• _REQUIRED ACTION_
Copy the lines below verbatim. Begin with the first and end with the line containing "use std::collections::BTreeMap;".

• _DATA LISTING_
//! Caller-owned list state.
//!
//! A table keeps one `ListState`, feeds it user interactions as
//! [`ListAction`]s and calls [`query`](crate::query) with
//! [`ListState::to_query`] after each one.

use std::collections::BTreeMap;

use crate::filter::{FilterQuery, ALL};
use crate::pipeline::{ListQuery, DEFAULT_PAGE_SIZE};
use crate::sort::{SortDirection, SortSpec};

#[derive(Debug, Clone, PartialEq, Eq)]
pub enum ListAction {
    Search(String),
    Filter { field: String, value: String },
    ClearFilters,
    /// Sort-header click.
    SortBy(String),
    SetPageSize(usize),
    NextPage { total_pages: usize },
    PrevPage,
    GoTo(usize),
}

#[derive(Debug, Clone, PartialEq, Eq)]
pub struct ListState {
    pub search: String,
    pub filters: BTreeMap<String, String>,
    pub sort: Option<SortSpec>,
    pub page: usize,
    pub page_size: usize,
}

impl Default for ListState {
    fn default() -> Self {
        Self::with_page_size(DEFAULT_PAGE_SIZE)
    }
}

impl ListState {
    pub fn with_page_size(page_size: usize) -> Self {
        Self {
            search: String::new(),
            filters: BTreeMap::new(),
            sort: None,
            page: 1,
            page_size,
        }
    }

    pub fn apply(&mut self, action: ListAction) {
        match action {
            ListAction::Search(text) => {
                self.search = text;
                self.page = 1;
            }
            ListAction::Filter { field, value } => {
                if value == ALL {
                    self.filters.remove(&field);
                } else {
                    self.filters.insert(field, value);
                }
                self.page = 1;
            }
            ListAction::ClearFilters => {
                self.filters.clear();
                self.page = 1;
            }
            ListAction::SortBy(field) => {
                self.sort = Some(match self.sort.take() {
                    Some(current) if current.field == field => SortSpec {
                        field,
                        direction: current.direction.toggled(),
                    },
                    _ => SortSpec {
                        field,
                        direction: SortDirection::Asc,
                    },
                });
            }
            ListAction::SetPageSize(size) => {
                self.page_size = size;
                self.page = 1;
            }
            ListAction::NextPage { total_pages } => {
                if self.page < total_pages {
                    self.page += 1;
                }
            }
            ListAction::PrevPage => {
                if self.page > 1 {
                    self.page -= 1;
                }
            }
            ListAction::GoTo(page) => self.page = page,
        }
    }

    pub fn to_query(&self) -> ListQuery {
        ListQuery {
            filter: FilterQuery {
                search_text: self.search.clone(),
                filters: self.filters.clone(),
            },
            sort: self.sort.clone(),
            page: self.page,
            page_size: self.page_size,
        }
    }
}

#[cfg(test)]
mod tests {
    use super::*;
    use pretty_assertions::assert_eq;

    #[test]
    fn sort_header_toggles_then_resets_on_new_field() {
        let mut state = ListState::default();
        state.apply(ListAction::SortBy("name".into()));
        assert_eq!(state.sort, Some(SortSpec::asc("name")));

        state.apply(ListAction::SortBy("name".into()));
        assert_eq!(state.sort, Some(SortSpec::desc("name")));

        state.apply(ListAction::SortBy("location".into()));
        assert_eq!(state.sort, Some(SortSpec::asc("location")));
    }

    #[test]
    fn narrowing_resets_page() {
        let mut state = ListState::with_page_size(2);
        state.apply(ListAction::GoTo(3));

        state.apply(ListAction::Search("mad".into()));
        assert_eq!(state.page, 1);

        state.apply(ListAction::GoTo(2));
        state.apply(ListAction::Filter {
            field: "isActive".into(),
            value: "active".into(),
        });
        assert_eq!(state.page, 1);

        state.apply(ListAction::GoTo(2));
        state.apply(ListAction::SetPageSize(25));
        assert_eq!((state.page, state.page_size), (1, 25));
    }

    #[test]
    fn all_removes_the_filter() {
        let mut state = ListState::default();
        state.apply(ListAction::Filter {
            field: "status".into(),
            value: "cliente-activo".into(),
        });
        state.apply(ListAction::Filter {
            field: "status".into(),
            value: ALL.into(),
        });
        assert!(state.filters.is_empty());
    }

    #[test]
    fn page_buttons_clamp() {
        let mut state = ListState::default();
        state.apply(ListAction::PrevPage);
        assert_eq!(state.page, 1);

        state.apply(ListAction::NextPage { total_pages: 2 });
        state.apply(ListAction::NextPage { total_pages: 2 });
        assert_eq!(state.page, 2);

        state.apply(ListAction::NextPage { total_pages: 0 });
        assert_eq!(state.page, 2);
    }

    #[test]
    fn query_mirrors_state() {
        let mut state = ListState::default();
        state.apply(ListAction::Search("ana".into()));
        state.apply(ListAction::SortBy("name".into()));

        let q = state.to_query();
        assert_eq!(q.filter.search_text, "ana");
        assert_eq!(q.sort, Some(SortSpec::asc("name")));
        assert_eq!((q.page, q.page_size), (1, DEFAULT_PAGE_SIZE));
    }
}
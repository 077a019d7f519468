//! Search-box debouncing.
//!
//! Each keystroke calls [`SearchDebouncer::settle`]; only the call that is
//! still the latest once the window has passed gets `true` and should run
//! the list query.

use std::sync::atomic::{AtomicU64, Ordering};
use std::time::Duration;

pub const DEFAULT_DEBOUNCE_MS: u64 = 300;

#[derive(Debug)]
pub struct SearchDebouncer {
    delay: Duration,
    generation: AtomicU64,
}

impl Default for SearchDebouncer {
    fn default() -> Self {
        Self::new(Duration::from_millis(DEFAULT_DEBOUNCE_MS))
    }
}

impl SearchDebouncer {
    pub fn new(delay: Duration) -> Self {
        Self {
            delay,
            generation: AtomicU64::new(0),
        }
    }

    pub fn delay(&self) -> Duration {
        self.delay
    }

    pub async fn settle(&self) -> bool {
        let ticket = self.generation.fetch_add(1, Ordering::SeqCst) + 1;
        tokio::time::sleep(self.delay).await;
        self.generation.load(Ordering::SeqCst) == ticket
    }
}
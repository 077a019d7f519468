//! Paginate stage.
//!
//! The stage never clamps: a page past the end yields no items. Clamping
//! the requested page belongs to the caller's [`ListState`](crate::ListState).

use roster_core::errors::RosterResult;
use roster_core::{bail_roster, PageResult};

pub fn paginate<T: Clone>(records: &[T], page: usize, page_size: usize) -> RosterResult<PageResult<T>> {
    if page == 0 {
        bail_roster!(invalid_argument, "page must be >= 1, got {}", page);
    }
    if page_size == 0 {
        bail_roster!(invalid_argument, "page size must be >= 1, got {}", page_size);
    }

    let total_items = records.len();
    let total_pages = total_items.div_ceil(page_size);

    let items = match (page - 1).checked_mul(page_size) {
        Some(start) if start < total_items => {
            let end = start.saturating_add(page_size).min(total_items);
            records[start..end].to_vec()
        }
        _ => Vec::new(),
    };

    Ok(PageResult {
        items,
        total_items,
        total_pages,
        page,
        page_size,
    })
}
mod client;
mod employee;
mod subscription;

pub use client::{Client, ClientStatus};
pub use employee::{Employee, EmployeeStatus};
pub use subscription::{Subscription, SubscriptionStatus};

use roster_query::Queryable;

/// A storable row: queryable, validatable and identified by a stable id.
pub trait Record: Queryable + validator::Validate + Clone + Send + Sync + 'static {
    /// Service name used in logs and error messages.
    const KIND: &'static str;

    fn id(&self) -> &str;

    fn set_id(&mut self, id: String);
}

pub(crate) fn default_true() -> bool {
    true
}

• _ANSWER FOR THE TASK_
//! Caller-owned list state.
//!
//! A table keeps one `ListState`, feeds it user interactions as
//! [`ListAction`]s and calls [`query`](crate::query) with
//! [`ListState::to_query`] after each one.

use std::collections::BTreeMap;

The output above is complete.